# Directions:
Where the records below show the word "detail" in a line, please copy that line.

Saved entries
>>>>
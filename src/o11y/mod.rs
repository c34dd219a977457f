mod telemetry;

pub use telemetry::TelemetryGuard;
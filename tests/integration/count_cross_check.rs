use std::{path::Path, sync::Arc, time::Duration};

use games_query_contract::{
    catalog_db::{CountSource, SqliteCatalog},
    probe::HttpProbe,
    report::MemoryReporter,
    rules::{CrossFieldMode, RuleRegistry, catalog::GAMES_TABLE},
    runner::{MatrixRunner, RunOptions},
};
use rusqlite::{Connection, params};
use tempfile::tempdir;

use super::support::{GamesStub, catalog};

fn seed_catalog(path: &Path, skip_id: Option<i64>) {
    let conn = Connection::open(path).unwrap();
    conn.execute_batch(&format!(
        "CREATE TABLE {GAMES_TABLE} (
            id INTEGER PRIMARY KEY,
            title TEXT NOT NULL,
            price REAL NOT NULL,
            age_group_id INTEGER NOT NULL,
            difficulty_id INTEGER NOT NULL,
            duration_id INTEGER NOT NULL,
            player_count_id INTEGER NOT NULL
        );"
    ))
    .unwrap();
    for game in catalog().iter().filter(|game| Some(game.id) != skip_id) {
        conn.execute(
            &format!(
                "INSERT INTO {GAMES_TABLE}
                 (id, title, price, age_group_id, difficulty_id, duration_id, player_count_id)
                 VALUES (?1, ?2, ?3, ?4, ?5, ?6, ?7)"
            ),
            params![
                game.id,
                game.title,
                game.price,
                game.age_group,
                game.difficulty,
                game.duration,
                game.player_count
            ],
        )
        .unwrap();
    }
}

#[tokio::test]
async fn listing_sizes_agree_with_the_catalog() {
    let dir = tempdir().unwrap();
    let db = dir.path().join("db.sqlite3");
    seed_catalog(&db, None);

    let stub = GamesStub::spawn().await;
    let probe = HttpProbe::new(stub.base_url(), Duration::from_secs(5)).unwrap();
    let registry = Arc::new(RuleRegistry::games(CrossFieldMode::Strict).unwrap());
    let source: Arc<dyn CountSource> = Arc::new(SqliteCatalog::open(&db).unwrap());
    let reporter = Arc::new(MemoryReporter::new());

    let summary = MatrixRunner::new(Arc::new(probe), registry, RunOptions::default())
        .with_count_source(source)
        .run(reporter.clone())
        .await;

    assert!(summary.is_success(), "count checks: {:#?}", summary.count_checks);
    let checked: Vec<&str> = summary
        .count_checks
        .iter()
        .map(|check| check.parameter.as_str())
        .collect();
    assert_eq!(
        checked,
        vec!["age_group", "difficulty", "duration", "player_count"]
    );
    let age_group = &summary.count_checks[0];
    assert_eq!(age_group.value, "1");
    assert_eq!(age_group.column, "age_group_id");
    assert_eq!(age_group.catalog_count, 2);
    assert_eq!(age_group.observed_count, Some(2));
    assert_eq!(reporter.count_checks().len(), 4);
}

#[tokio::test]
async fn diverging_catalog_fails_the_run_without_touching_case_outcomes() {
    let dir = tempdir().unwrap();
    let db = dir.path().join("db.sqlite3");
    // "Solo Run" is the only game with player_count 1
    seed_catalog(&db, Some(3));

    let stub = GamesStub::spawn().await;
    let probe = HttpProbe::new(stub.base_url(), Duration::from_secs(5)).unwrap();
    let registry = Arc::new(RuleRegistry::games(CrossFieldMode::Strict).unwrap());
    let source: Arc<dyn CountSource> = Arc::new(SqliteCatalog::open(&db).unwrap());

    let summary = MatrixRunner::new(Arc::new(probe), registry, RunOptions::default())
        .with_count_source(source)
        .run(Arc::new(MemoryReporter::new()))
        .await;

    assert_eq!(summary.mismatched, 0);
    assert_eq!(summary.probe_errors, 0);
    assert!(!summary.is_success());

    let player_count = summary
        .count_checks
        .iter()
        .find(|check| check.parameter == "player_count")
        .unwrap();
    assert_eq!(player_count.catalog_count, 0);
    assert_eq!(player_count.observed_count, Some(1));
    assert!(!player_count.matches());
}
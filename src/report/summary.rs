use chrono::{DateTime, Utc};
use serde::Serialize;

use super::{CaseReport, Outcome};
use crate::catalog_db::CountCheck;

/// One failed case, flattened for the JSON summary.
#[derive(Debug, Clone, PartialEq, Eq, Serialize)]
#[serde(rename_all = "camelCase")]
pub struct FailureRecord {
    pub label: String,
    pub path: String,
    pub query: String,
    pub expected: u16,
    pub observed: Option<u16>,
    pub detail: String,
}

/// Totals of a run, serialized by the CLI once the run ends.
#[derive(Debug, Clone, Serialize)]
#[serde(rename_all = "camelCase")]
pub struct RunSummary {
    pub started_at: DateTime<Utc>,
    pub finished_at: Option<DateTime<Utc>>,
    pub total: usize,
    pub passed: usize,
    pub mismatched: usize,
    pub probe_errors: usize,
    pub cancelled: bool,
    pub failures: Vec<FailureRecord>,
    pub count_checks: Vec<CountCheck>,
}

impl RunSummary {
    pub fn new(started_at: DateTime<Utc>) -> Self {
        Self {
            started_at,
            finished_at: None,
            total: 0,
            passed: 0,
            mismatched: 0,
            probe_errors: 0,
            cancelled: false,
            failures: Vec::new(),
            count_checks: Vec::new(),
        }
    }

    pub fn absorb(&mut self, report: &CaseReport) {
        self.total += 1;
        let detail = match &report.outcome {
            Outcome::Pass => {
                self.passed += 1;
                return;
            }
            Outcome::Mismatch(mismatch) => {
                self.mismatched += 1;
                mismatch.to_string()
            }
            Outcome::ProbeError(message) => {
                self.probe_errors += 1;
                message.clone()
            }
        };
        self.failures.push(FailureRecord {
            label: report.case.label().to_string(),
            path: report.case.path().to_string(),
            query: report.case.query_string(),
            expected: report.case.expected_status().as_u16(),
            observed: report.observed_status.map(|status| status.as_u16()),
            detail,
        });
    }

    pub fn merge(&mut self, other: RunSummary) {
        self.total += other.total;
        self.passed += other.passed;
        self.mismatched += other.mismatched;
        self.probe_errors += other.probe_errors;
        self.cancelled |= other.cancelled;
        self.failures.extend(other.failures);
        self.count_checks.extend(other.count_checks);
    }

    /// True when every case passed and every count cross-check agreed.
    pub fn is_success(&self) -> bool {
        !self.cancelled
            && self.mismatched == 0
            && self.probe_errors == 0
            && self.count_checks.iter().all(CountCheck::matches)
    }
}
<<<<
# Task answer:
    pub detail: String,
        let detail = match &report.outcome {
            detail,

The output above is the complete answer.